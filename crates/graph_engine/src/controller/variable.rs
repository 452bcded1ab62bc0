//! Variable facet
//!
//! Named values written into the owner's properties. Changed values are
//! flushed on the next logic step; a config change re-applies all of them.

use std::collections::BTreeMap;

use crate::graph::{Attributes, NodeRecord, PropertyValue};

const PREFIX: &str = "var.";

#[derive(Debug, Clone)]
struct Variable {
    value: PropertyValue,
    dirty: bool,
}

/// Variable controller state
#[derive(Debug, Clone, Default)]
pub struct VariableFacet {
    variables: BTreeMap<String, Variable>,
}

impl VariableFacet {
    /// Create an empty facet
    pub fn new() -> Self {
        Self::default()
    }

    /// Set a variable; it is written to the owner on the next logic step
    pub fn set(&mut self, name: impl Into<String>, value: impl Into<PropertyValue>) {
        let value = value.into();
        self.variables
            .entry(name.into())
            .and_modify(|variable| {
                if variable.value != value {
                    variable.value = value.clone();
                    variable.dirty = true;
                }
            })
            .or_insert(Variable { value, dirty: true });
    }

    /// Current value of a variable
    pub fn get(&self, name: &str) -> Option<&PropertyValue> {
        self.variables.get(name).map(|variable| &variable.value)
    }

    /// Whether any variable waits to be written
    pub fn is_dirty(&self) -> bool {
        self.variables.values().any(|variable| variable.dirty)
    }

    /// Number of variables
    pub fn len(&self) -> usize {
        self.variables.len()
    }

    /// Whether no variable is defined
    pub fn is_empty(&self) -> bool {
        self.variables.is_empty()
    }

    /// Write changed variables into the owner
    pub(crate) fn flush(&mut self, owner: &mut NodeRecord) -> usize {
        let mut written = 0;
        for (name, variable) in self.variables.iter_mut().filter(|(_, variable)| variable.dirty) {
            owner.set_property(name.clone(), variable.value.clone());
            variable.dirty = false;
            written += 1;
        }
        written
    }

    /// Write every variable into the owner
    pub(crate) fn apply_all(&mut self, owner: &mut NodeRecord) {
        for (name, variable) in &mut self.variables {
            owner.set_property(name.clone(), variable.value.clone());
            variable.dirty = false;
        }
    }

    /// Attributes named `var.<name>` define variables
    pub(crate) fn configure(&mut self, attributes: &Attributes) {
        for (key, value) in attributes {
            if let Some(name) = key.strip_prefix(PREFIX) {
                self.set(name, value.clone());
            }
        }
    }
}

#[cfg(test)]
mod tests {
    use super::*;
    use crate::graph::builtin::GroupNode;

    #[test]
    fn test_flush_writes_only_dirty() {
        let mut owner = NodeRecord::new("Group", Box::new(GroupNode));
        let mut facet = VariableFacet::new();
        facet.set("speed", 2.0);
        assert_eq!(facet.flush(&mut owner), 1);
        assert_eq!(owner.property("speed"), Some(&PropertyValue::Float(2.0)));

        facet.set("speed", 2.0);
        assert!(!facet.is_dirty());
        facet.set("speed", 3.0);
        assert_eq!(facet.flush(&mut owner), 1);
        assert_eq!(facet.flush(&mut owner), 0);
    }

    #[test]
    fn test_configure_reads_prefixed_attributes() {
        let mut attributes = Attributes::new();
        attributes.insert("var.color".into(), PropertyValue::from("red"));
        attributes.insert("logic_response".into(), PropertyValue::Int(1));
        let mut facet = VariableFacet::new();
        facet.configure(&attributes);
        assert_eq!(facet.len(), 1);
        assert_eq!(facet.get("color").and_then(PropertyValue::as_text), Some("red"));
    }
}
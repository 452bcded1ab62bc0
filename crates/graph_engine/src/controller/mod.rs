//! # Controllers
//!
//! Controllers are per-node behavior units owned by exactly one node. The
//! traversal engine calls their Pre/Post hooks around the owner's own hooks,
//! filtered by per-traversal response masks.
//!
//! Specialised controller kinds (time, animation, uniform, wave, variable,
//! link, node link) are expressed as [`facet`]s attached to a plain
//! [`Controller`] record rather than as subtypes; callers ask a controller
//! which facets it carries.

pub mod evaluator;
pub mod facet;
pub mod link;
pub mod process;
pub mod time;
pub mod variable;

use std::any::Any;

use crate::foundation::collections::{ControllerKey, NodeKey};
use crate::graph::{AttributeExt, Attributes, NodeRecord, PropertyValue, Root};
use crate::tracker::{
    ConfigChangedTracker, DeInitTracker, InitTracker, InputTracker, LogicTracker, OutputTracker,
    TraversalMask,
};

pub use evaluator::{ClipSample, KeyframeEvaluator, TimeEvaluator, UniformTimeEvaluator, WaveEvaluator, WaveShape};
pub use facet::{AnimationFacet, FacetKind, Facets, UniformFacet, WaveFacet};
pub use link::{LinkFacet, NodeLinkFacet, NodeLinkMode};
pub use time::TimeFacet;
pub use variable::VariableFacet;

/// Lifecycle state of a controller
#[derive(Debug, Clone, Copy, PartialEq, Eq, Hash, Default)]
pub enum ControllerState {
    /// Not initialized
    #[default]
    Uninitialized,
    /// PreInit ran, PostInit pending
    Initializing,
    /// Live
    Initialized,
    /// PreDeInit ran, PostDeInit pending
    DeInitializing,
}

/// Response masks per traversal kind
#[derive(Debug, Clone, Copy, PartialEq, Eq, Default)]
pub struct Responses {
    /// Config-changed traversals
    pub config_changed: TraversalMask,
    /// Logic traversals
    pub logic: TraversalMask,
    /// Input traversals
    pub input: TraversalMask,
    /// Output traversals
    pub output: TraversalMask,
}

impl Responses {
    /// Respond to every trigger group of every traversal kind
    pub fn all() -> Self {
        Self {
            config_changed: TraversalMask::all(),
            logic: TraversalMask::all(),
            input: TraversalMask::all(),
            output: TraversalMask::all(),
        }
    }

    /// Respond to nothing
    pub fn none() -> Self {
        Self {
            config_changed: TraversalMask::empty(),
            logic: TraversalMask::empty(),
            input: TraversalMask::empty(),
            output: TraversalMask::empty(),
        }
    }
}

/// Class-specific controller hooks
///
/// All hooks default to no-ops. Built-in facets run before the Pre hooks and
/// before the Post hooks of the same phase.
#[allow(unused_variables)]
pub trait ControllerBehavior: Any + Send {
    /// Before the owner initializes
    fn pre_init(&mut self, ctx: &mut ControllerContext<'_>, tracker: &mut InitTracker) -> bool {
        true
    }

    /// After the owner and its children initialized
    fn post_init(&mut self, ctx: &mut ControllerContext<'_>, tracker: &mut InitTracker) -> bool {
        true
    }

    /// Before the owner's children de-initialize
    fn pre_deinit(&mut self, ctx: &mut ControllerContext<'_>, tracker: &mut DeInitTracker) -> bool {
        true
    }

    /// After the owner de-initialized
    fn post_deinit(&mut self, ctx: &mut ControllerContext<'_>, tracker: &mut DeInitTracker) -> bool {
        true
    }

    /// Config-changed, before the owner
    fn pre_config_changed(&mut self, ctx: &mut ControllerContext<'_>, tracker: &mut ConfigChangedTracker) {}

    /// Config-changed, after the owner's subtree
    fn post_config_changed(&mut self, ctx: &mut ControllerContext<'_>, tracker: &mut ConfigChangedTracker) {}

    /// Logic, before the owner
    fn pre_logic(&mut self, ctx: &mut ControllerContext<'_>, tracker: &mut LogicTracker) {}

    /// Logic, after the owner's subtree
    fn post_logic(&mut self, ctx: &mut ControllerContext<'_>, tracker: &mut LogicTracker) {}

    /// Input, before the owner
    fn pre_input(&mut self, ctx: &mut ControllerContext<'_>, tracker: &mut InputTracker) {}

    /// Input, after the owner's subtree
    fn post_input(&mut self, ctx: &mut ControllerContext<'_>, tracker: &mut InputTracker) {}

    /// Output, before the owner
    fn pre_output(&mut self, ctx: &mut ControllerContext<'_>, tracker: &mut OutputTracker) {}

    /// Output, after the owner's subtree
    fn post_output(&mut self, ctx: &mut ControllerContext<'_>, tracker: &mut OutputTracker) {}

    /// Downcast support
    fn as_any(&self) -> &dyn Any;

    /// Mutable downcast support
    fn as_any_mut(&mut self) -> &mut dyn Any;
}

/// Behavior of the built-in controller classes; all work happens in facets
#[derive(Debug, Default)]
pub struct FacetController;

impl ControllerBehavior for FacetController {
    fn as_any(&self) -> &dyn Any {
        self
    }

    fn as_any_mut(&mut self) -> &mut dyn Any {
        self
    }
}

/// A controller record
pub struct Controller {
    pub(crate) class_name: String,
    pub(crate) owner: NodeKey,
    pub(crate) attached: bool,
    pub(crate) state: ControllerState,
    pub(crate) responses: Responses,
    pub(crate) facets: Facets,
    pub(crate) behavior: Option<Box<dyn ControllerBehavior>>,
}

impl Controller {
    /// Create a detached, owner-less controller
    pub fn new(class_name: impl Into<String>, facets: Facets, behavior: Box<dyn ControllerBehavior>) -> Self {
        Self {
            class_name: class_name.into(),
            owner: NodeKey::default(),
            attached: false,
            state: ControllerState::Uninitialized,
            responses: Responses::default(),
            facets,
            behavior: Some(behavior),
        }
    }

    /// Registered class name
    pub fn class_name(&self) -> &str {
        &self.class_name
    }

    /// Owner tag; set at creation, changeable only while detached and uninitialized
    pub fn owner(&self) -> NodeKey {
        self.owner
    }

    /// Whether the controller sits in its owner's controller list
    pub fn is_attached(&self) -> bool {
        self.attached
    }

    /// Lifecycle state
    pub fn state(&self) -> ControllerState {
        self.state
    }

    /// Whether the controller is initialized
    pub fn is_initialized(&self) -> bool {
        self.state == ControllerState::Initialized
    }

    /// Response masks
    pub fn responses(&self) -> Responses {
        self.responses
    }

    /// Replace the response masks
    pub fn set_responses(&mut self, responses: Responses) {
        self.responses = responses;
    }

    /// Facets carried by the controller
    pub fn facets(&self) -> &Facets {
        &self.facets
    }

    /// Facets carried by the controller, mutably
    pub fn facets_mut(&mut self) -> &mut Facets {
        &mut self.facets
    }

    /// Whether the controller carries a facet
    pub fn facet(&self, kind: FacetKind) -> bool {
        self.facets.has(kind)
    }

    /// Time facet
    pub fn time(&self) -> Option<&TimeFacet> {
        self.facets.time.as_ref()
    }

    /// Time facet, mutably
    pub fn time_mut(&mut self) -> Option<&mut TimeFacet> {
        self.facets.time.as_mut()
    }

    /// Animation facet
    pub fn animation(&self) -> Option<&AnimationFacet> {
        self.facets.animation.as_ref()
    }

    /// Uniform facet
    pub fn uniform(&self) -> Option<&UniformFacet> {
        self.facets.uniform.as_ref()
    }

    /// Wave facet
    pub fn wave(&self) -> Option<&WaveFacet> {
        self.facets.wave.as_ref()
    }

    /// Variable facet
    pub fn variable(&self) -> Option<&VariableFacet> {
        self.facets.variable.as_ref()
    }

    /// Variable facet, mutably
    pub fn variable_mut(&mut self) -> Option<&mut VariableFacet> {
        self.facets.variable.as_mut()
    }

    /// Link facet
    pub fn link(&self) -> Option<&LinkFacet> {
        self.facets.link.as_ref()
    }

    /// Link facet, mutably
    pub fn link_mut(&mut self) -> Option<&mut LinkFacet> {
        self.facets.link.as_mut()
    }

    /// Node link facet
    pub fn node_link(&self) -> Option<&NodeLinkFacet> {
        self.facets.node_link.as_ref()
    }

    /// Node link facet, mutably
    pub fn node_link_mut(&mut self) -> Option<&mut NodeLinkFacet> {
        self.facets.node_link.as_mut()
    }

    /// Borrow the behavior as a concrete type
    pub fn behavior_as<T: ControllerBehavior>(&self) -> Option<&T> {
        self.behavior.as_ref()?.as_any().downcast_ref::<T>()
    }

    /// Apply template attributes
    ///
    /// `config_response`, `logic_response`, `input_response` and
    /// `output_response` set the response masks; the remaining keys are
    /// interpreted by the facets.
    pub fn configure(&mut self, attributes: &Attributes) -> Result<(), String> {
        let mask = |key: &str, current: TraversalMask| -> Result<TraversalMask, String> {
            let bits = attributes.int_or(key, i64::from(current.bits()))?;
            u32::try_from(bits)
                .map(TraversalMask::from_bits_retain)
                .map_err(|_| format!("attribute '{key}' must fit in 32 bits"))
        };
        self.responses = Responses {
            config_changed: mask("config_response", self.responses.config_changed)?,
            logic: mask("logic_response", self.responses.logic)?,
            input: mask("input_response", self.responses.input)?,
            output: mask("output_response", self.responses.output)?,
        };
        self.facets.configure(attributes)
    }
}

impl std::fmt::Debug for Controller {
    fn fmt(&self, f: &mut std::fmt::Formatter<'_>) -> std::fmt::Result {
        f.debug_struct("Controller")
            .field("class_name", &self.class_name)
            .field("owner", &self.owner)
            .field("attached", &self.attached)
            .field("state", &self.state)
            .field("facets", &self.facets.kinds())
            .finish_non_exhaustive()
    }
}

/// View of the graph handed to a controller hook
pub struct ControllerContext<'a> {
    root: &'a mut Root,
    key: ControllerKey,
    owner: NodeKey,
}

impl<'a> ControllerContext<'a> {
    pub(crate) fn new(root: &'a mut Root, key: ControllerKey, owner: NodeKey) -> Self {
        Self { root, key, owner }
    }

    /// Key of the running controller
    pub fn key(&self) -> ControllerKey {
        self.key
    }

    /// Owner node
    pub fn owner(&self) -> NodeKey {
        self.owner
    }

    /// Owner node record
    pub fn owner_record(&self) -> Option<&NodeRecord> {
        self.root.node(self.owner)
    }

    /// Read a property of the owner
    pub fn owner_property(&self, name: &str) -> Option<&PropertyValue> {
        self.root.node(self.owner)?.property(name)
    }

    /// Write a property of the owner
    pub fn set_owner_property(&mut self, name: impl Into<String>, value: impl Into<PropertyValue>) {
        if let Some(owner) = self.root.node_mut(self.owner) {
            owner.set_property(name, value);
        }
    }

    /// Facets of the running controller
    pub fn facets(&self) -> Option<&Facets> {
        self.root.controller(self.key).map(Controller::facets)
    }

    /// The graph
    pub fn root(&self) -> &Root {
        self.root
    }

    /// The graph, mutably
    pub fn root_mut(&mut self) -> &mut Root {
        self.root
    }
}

TRY IT:
Copy only the lines in the listing that contain "hooks".

EXERCISE OUTPUT:
//! traversal engine calls their Pre/Post hooks around the owner's own hooks,
/// Class-specific controller hooks
/// All hooks default to no-ops. Built-in facets run before the Pre hooks and
/// before the Post hooks of the same phase.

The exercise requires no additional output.